Read the data below line by line and copy each one with "Debug" in it.

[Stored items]
━━━━━━

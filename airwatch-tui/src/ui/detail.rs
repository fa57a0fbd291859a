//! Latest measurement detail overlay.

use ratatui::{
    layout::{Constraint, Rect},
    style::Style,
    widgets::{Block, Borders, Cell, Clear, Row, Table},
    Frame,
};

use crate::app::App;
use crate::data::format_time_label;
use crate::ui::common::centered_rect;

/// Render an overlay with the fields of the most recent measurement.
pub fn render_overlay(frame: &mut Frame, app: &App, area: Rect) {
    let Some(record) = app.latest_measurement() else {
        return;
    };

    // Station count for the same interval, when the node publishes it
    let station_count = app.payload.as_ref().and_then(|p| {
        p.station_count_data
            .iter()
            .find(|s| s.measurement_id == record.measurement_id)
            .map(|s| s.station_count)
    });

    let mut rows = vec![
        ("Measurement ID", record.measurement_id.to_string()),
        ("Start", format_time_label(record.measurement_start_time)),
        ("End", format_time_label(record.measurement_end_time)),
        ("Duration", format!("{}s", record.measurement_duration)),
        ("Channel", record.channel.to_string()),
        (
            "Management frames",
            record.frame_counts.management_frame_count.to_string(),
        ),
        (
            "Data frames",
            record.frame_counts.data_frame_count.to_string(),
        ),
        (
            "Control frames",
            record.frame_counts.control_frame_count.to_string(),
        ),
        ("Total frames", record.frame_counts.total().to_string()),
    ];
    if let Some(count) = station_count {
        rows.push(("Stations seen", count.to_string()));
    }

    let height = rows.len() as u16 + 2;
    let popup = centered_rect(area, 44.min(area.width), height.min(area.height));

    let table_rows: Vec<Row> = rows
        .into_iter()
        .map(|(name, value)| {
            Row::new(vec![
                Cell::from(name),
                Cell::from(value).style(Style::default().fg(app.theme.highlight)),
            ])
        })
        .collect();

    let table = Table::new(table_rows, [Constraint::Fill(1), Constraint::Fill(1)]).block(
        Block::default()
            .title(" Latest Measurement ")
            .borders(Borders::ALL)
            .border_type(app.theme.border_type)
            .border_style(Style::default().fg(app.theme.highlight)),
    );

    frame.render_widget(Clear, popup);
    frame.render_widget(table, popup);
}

━━━━━━

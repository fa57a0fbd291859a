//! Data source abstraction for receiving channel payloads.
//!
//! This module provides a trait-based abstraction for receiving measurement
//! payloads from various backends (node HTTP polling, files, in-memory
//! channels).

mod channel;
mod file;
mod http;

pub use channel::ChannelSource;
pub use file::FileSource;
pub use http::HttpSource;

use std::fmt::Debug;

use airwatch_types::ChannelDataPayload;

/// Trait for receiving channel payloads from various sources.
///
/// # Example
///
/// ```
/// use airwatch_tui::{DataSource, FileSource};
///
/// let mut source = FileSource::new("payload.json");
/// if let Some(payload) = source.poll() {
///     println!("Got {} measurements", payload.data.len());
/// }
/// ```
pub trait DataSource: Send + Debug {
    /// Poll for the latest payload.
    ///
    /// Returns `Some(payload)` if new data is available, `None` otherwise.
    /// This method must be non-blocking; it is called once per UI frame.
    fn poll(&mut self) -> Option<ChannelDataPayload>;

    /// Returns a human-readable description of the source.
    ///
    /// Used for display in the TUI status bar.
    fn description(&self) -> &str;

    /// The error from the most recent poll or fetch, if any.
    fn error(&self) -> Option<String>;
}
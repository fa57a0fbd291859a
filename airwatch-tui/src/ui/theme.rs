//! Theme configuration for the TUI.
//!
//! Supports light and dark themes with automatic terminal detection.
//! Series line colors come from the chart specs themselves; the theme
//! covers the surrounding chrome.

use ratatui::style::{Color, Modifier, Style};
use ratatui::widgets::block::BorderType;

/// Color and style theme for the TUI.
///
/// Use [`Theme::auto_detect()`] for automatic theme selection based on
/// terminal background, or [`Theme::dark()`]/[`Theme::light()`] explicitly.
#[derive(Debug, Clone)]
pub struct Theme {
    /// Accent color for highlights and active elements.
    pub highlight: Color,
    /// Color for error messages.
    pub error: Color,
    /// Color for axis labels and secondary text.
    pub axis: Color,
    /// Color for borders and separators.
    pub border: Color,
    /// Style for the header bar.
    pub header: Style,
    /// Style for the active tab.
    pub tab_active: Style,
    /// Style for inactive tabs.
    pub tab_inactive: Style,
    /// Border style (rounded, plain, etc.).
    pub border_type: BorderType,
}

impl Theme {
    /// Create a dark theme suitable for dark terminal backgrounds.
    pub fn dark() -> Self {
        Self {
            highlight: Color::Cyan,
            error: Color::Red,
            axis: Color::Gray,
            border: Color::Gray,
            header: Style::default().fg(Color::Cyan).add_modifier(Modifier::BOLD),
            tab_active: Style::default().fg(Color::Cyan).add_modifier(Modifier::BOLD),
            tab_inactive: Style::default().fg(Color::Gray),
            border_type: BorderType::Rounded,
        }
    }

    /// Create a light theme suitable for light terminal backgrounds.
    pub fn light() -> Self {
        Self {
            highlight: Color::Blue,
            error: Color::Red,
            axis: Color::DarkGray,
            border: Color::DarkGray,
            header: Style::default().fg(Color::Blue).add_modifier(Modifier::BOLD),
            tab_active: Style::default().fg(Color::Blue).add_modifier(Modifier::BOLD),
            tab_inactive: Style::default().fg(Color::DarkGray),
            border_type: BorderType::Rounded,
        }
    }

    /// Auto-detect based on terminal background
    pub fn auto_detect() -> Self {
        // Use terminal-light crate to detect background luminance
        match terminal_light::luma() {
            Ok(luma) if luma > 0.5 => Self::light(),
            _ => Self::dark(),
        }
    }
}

━━━━━━

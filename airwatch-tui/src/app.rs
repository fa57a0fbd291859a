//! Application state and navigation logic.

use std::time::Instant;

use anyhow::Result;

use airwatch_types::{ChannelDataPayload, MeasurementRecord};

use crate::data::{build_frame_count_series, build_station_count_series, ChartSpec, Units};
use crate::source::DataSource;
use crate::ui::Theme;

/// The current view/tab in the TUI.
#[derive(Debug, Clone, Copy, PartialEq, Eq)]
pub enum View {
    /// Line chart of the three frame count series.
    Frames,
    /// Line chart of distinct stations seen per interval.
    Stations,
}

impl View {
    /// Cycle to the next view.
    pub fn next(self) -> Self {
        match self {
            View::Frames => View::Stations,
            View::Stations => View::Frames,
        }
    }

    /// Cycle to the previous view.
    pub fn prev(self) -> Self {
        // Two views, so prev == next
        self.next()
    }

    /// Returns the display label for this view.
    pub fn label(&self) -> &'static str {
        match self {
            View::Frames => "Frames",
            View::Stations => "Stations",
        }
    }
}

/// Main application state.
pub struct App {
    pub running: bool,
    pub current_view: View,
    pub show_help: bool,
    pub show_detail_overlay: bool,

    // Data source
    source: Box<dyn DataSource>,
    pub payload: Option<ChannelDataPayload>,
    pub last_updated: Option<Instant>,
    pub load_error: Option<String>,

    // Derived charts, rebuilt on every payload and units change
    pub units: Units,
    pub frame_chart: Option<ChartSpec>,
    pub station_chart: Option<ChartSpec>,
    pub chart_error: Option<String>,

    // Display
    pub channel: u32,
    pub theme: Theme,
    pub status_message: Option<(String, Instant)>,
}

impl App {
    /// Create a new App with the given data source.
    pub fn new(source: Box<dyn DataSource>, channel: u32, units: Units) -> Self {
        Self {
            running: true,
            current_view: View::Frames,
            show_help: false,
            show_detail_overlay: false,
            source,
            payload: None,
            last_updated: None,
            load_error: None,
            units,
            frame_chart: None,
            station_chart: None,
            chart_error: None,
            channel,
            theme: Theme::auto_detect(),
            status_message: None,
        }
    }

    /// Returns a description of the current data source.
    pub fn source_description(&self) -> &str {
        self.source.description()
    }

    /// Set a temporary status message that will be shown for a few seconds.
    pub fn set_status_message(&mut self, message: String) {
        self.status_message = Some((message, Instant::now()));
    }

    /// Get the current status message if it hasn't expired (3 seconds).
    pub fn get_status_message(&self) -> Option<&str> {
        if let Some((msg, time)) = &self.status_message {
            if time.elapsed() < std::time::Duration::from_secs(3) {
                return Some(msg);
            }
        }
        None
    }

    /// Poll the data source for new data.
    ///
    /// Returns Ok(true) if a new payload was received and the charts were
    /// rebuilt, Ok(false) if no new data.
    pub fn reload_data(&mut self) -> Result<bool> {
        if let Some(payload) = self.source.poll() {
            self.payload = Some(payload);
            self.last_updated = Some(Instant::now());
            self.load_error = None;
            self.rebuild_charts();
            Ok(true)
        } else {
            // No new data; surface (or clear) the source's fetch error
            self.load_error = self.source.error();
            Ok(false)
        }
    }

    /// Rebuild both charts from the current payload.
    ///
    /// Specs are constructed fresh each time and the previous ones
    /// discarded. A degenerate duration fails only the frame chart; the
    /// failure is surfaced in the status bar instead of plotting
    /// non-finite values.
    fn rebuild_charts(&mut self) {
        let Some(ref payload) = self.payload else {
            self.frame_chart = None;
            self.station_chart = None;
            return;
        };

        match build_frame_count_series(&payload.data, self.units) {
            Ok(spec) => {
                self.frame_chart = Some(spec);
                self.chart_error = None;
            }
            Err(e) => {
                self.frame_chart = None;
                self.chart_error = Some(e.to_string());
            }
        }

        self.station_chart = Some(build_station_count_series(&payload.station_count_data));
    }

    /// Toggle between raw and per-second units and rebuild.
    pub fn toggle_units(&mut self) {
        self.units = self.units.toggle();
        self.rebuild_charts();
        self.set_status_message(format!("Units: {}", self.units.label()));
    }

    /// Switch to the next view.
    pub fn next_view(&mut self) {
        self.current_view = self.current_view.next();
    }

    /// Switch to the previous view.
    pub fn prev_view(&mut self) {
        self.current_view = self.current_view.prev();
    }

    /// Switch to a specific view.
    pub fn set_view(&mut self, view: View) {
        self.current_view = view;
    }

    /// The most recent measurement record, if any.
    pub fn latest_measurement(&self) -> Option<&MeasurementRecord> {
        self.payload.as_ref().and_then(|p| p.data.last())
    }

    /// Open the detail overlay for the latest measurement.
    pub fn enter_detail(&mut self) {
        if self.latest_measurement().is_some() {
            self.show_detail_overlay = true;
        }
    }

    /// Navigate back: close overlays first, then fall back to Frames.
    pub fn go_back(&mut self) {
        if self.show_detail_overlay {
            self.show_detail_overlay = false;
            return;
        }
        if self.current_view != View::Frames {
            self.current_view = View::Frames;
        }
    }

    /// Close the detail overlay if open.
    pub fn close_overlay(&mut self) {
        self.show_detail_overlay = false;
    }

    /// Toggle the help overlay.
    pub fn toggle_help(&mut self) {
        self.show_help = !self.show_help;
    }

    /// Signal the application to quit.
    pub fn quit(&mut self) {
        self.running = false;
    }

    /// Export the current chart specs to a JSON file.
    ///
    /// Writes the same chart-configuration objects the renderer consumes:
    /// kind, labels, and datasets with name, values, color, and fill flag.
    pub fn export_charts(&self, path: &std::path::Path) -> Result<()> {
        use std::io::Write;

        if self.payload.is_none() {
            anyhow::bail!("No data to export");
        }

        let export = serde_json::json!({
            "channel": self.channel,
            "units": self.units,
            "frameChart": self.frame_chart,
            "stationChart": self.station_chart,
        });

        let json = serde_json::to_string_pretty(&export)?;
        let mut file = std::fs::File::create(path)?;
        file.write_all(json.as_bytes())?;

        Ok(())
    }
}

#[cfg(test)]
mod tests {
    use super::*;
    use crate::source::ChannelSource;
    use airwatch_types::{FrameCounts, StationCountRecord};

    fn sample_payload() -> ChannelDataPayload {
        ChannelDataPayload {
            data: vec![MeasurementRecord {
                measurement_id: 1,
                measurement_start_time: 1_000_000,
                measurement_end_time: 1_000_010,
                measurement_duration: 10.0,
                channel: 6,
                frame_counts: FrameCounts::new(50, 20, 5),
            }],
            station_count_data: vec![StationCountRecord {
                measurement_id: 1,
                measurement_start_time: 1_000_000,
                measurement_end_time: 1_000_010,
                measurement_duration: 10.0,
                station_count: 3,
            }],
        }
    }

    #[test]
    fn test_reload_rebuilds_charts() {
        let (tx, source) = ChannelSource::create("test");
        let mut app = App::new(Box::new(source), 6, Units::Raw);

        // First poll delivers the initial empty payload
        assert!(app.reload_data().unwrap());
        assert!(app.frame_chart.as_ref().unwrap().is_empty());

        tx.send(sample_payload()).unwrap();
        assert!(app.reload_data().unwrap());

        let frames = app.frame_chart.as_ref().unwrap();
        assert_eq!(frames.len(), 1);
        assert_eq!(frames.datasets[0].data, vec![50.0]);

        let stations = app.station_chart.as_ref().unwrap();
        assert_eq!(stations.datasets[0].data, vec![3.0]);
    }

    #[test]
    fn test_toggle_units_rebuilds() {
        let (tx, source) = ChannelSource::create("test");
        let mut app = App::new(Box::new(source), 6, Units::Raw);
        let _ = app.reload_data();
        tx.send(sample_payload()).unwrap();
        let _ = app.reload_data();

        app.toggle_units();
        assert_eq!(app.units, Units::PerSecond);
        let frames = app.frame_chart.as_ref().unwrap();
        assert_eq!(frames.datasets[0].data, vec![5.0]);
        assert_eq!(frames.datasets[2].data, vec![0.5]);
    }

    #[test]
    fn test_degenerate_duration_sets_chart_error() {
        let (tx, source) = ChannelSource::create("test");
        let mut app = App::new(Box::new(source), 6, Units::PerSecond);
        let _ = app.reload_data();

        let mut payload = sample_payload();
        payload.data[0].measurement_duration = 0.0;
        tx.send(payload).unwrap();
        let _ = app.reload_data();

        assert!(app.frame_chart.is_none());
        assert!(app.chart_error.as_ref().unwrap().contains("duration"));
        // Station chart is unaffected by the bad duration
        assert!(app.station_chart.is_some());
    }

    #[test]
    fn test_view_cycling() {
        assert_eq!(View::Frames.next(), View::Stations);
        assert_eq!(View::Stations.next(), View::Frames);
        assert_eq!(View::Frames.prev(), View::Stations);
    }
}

━━━━━━

SOLUTION TO THIS TASK.
use std::fmt::Debug;
pub trait DataSource: Send + Debug {
#[derive(Debug, Clone)]
#[derive(Debug, Clone, Copy, PartialEq, Eq)]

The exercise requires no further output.